WORKING DATA
//! Relief Terrain - Procedural heightmap terrain generation
//!
//! Samples seeded coherent noise over a regular grid, triangulates it, and
//! colors each vertex by its normalized height. Does not depend on any
//! renderer; outputs raw vertex data (positions, colors, indices) for the
//! renderer to consume.

pub mod colorize;
pub mod events;
pub mod grid;
pub mod height_field;
pub mod terrain;
pub mod vertex;

pub use colorize::{normalized_height, HeightColorizer};
pub use events::{SubscriptionId, Subscribers};
pub use grid::{clamp_segments, GridMesh, GridMeshBuilder, HeightRange, MAX_SEGMENTS};
pub use height_field::{FlatHeightField, HeightField, NoiseHeightField, ScaledNoise};
pub use terrain::{TerrainMesh, TerrainParams, TerrainSnapshot, TerrainState};
pub use vertex::MeshVertex;

#[cfg(test)]
mod tests {
    use super::*;
    use relief_core::{Color, Gradient, GradientStop, Vec3};
    use std::sync::{Arc, Mutex};

    fn pool(threads: usize) -> rayon::ThreadPool {
        rayon::ThreadPoolBuilder::new()
            .num_threads(threads)
            .build()
            .unwrap()
    }

    #[test]
    fn flat_single_quad_terrain() {
        let mut terrain = TerrainMesh::new();
        let params = TerrainParams {
            base_x_size: 10.0,
            base_z_size: 10.0,
            resolution: 0.1,
            height_multiplier: 0.0,
            ..Default::default()
        };

        let snap = terrain.regenerate(&params).unwrap();
        assert_eq!((snap.x_segments, snap.z_segments), (1, 1));
        assert_eq!(
            snap.vertices,
            vec![
                Vec3::new(0.0, 0.0, 0.0),
                Vec3::new(10.0, 0.0, 0.0),
                Vec3::new(0.0, 0.0, 10.0),
                Vec3::new(10.0, 0.0, 10.0),
            ]
        );
        assert_eq!(snap.triangle_count(), 2);
        assert_eq!(snap.min_height, 0.0);
        assert_eq!(snap.max_height, 0.0);

        // Flat terrain colors everything with the gradient start
        let start = Gradient::default().evaluate(0.0);
        assert!(snap.colors.iter().all(|c| *c == start));
    }

    #[test]
    fn output_is_identical_across_pool_sizes() {
        let params = TerrainParams {
            base_x_size: 37.0,
            base_z_size: 23.0,
            resolution: 2.0,
            height_multiplier: 6.0,
            noise_scale: 0.17,
            seed: 5,
        };

        let mut reference: Option<Arc<TerrainSnapshot>> = None;
        for threads in [1, 2, 8] {
            let mut terrain = TerrainMesh::new();
            let snap = terrain.regenerate_in(&pool(threads), &params).unwrap();

            if let Some(expected) = &reference {
                let bits = |v: &[Vec3]| -> Vec<[u32; 3]> {
                    v.iter()
                        .map(|p| [p.x.to_bits(), p.y.to_bits(), p.z.to_bits()])
                        .collect()
                };
                assert_eq!(bits(&snap.vertices), bits(&expected.vertices));
                assert_eq!(snap.triangles, expected.triangles);
                assert_eq!(snap.colors, expected.colors);
                assert_eq!(snap.min_height.to_bits(), expected.min_height.to_bits());
                assert_eq!(snap.max_height.to_bits(), expected.max_height.to_bits());
            } else {
                reference = Some(snap);
            }
        }
    }

    #[test]
    fn generated_terrain_satisfies_invariants() {
        let mut terrain = TerrainMesh::new();
        for resolution in [0.05, 0.5, 1.0, 2.5] {
            let params = TerrainParams {
                resolution,
                height_multiplier: 4.0,
                ..Default::default()
            };
            let snap = terrain.regenerate(&params).unwrap();
            let (xs, zs) = (snap.x_segments as usize, snap.z_segments as usize);

            assert_eq!(snap.vertices.len(), (xs + 1) * (zs + 1));
            assert_eq!(snap.triangles.len(), xs * zs * 6);
            assert!(snap.triangles.iter().all(|&i| (i as usize) < snap.vertices.len()));
            assert!(snap
                .vertices
                .iter()
                .all(|v| snap.min_height <= v.y && v.y <= snap.max_height));
        }
    }

    #[test]
    fn subscribers_see_published_snapshot() {
        let mut terrain = TerrainMesh::new();
        let seen: Arc<Mutex<Vec<u64>>> = Arc::new(Mutex::new(Vec::new()));

        let log = Arc::clone(&seen);
        terrain.subscribe(move |snap| {
            assert_eq!(snap.colors.len(), snap.vertices.len());
            log.lock().unwrap().push(snap.generation);
        });

        terrain.regenerate(&TerrainParams::default()).unwrap();
        terrain.regenerate(&TerrainParams::default()).unwrap();

        assert_eq!(*seen.lock().unwrap(), vec![1, 2]);
    }

    #[test]
    fn custom_gradient_applies_on_next_build() {
        let mut terrain = TerrainMesh::new();
        let red = Color::new(1.0, 0.0, 0.0, 1.0);
        terrain.set_gradient(Gradient::new(vec![GradientStop::new(0.0, red)]).unwrap());

        let snap = terrain.regenerate(&TerrainParams::default()).unwrap();
        assert!(snap.colors.iter().all(|c| *c == red));
        assert_eq!(snap.packed_vertices()[0].color, red.to_array());
    }
}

TASK INSTRUCTIONS
Each record is to be reproduced exactly as it appears.

YOUR RESPONSE
//! Relief Terrain - Procedural heightmap terrain generation
//!
//! Samples seeded coherent noise over a regular grid, triangulates it, and
//! colors each vertex by its normalized height. Does not depend on any
//! renderer; outputs raw vertex data (positions, colors, indices) for the
//! renderer to consume.

pub mod colorize;
pub mod events;
pub mod grid;
pub mod height_field;
pub mod terrain;
pub mod vertex;

pub use colorize::{normalized_height, HeightColorizer};
pub use events::{SubscriptionId, Subscribers};
pub use grid::{clamp_segments, GridMesh, GridMeshBuilder, HeightRange, MAX_SEGMENTS};
pub use height_field::{FlatHeightField, HeightField, NoiseHeightField, ScaledNoise};
pub use terrain::{TerrainMesh, TerrainParams, TerrainSnapshot, TerrainState};
pub use vertex::MeshVertex;

#[cfg(test)]
mod tests {
    use super::*;
    use relief_core::{Color, Gradient, GradientStop, Vec3};
    use std::sync::{Arc, Mutex};

    fn pool(threads: usize) -> rayon::ThreadPool {
        rayon::ThreadPoolBuilder::new()
            .num_threads(threads)
            .build()
            .unwrap()
    }

    #[test]
    fn flat_single_quad_terrain() {
        let mut terrain = TerrainMesh::new();
        let params = TerrainParams {
            base_x_size: 10.0,
            base_z_size: 10.0,
            resolution: 0.1,
            height_multiplier: 0.0,
            ..Default::default()
        };

        let snap = terrain.regenerate(&params).unwrap();
        assert_eq!((snap.x_segments, snap.z_segments), (1, 1));
        assert_eq!(
            snap.vertices,
            vec![
                Vec3::new(0.0, 0.0, 0.0),
                Vec3::new(10.0, 0.0, 0.0),
                Vec3::new(0.0, 0.0, 10.0),
                Vec3::new(10.0, 0.0, 10.0),
            ]
        );
        assert_eq!(snap.triangle_count(), 2);
        assert_eq!(snap.min_height, 0.0);
        assert_eq!(snap.max_height, 0.0);

        // Flat terrain colors everything with the gradient start
        let start = Gradient::default().evaluate(0.0);
        assert!(snap.colors.iter().all(|c| *c == start));
    }

    #[test]
    fn output_is_identical_across_pool_sizes() {
        let params = TerrainParams {
            base_x_size: 37.0,
            base_z_size: 23.0,
            resolution: 2.0,
            height_multiplier: 6.0,
            noise_scale: 0.17,
            seed: 5,
        };

        let mut reference: Option<Arc<TerrainSnapshot>> = None;
        for threads in [1, 2, 8] {
            let mut terrain = TerrainMesh::new();
            let snap = terrain.regenerate_in(&pool(threads), &params).unwrap();

            if let Some(expected) = &reference {
                let bits = |v: &[Vec3]| -> Vec<[u32; 3]> {
                    v.iter()
                        .map(|p| [p.x.to_bits(), p.y.to_bits(), p.z.to_bits()])
                        .collect()
                };
                assert_eq!(bits(&snap.vertices), bits(&expected.vertices));
                assert_eq!(snap.triangles, expected.triangles);
                assert_eq!(snap.colors, expected.colors);
                assert_eq!(snap.min_height.to_bits(), expected.min_height.to_bits());
                assert_eq!(snap.max_height.to_bits(), expected.max_height.to_bits());
            } else {
                reference = Some(snap);
            }
        }
    }

    #[test]
    fn generated_terrain_satisfies_invariants() {
        let mut terrain = TerrainMesh::new();
        for resolution in [0.05, 0.5, 1.0, 2.5] {
            let params = TerrainParams {
                resolution,
                height_multiplier: 4.0,
                ..Default::default()
            };
            let snap = terrain.regenerate(&params).unwrap();
            let (xs, zs) = (snap.x_segments as usize, snap.z_segments as usize);

            assert_eq!(snap.vertices.len(), (xs + 1) * (zs + 1));
            assert_eq!(snap.triangles.len(), xs * zs * 6);
            assert!(snap.triangles.iter().all(|&i| (i as usize) < snap.vertices.len()));
            assert!(snap
                .vertices
                .iter()
                .all(|v| snap.min_height <= v.y && v.y <= snap.max_height));
        }
    }

    #[test]
    fn subscribers_see_published_snapshot() {
        let mut terrain = TerrainMesh::new();
        let seen: Arc<Mutex<Vec<u64>>> = Arc::new(Mutex::new(Vec::new()));

        let log = Arc::clone(&seen);
        terrain.subscribe(move |snap| {
            assert_eq!(snap.colors.len(), snap.vertices.len());
            log.lock().unwrap().push(snap.generation);
        });

        terrain.regenerate(&TerrainParams::default()).unwrap();
        terrain.regenerate(&TerrainParams::default()).unwrap();

        assert_eq!(*seen.lock().unwrap(), vec![1, 2]);
    }

    #[test]
    fn custom_gradient_applies_on_next_build() {
        let mut terrain = TerrainMesh::new();
        let red = Color::new(1.0, 0.0, 0.0, 1.0);
        terrain.set_gradient(Gradient::new(vec![GradientStop::new(0.0, red)]).unwrap());

        let snap = terrain.regenerate(&TerrainParams::default()).unwrap();
        assert!(snap.colors.iter().all(|c| *c == red));
        assert_eq!(snap.packed_vertices()[0].color, red.to_array());
    }
}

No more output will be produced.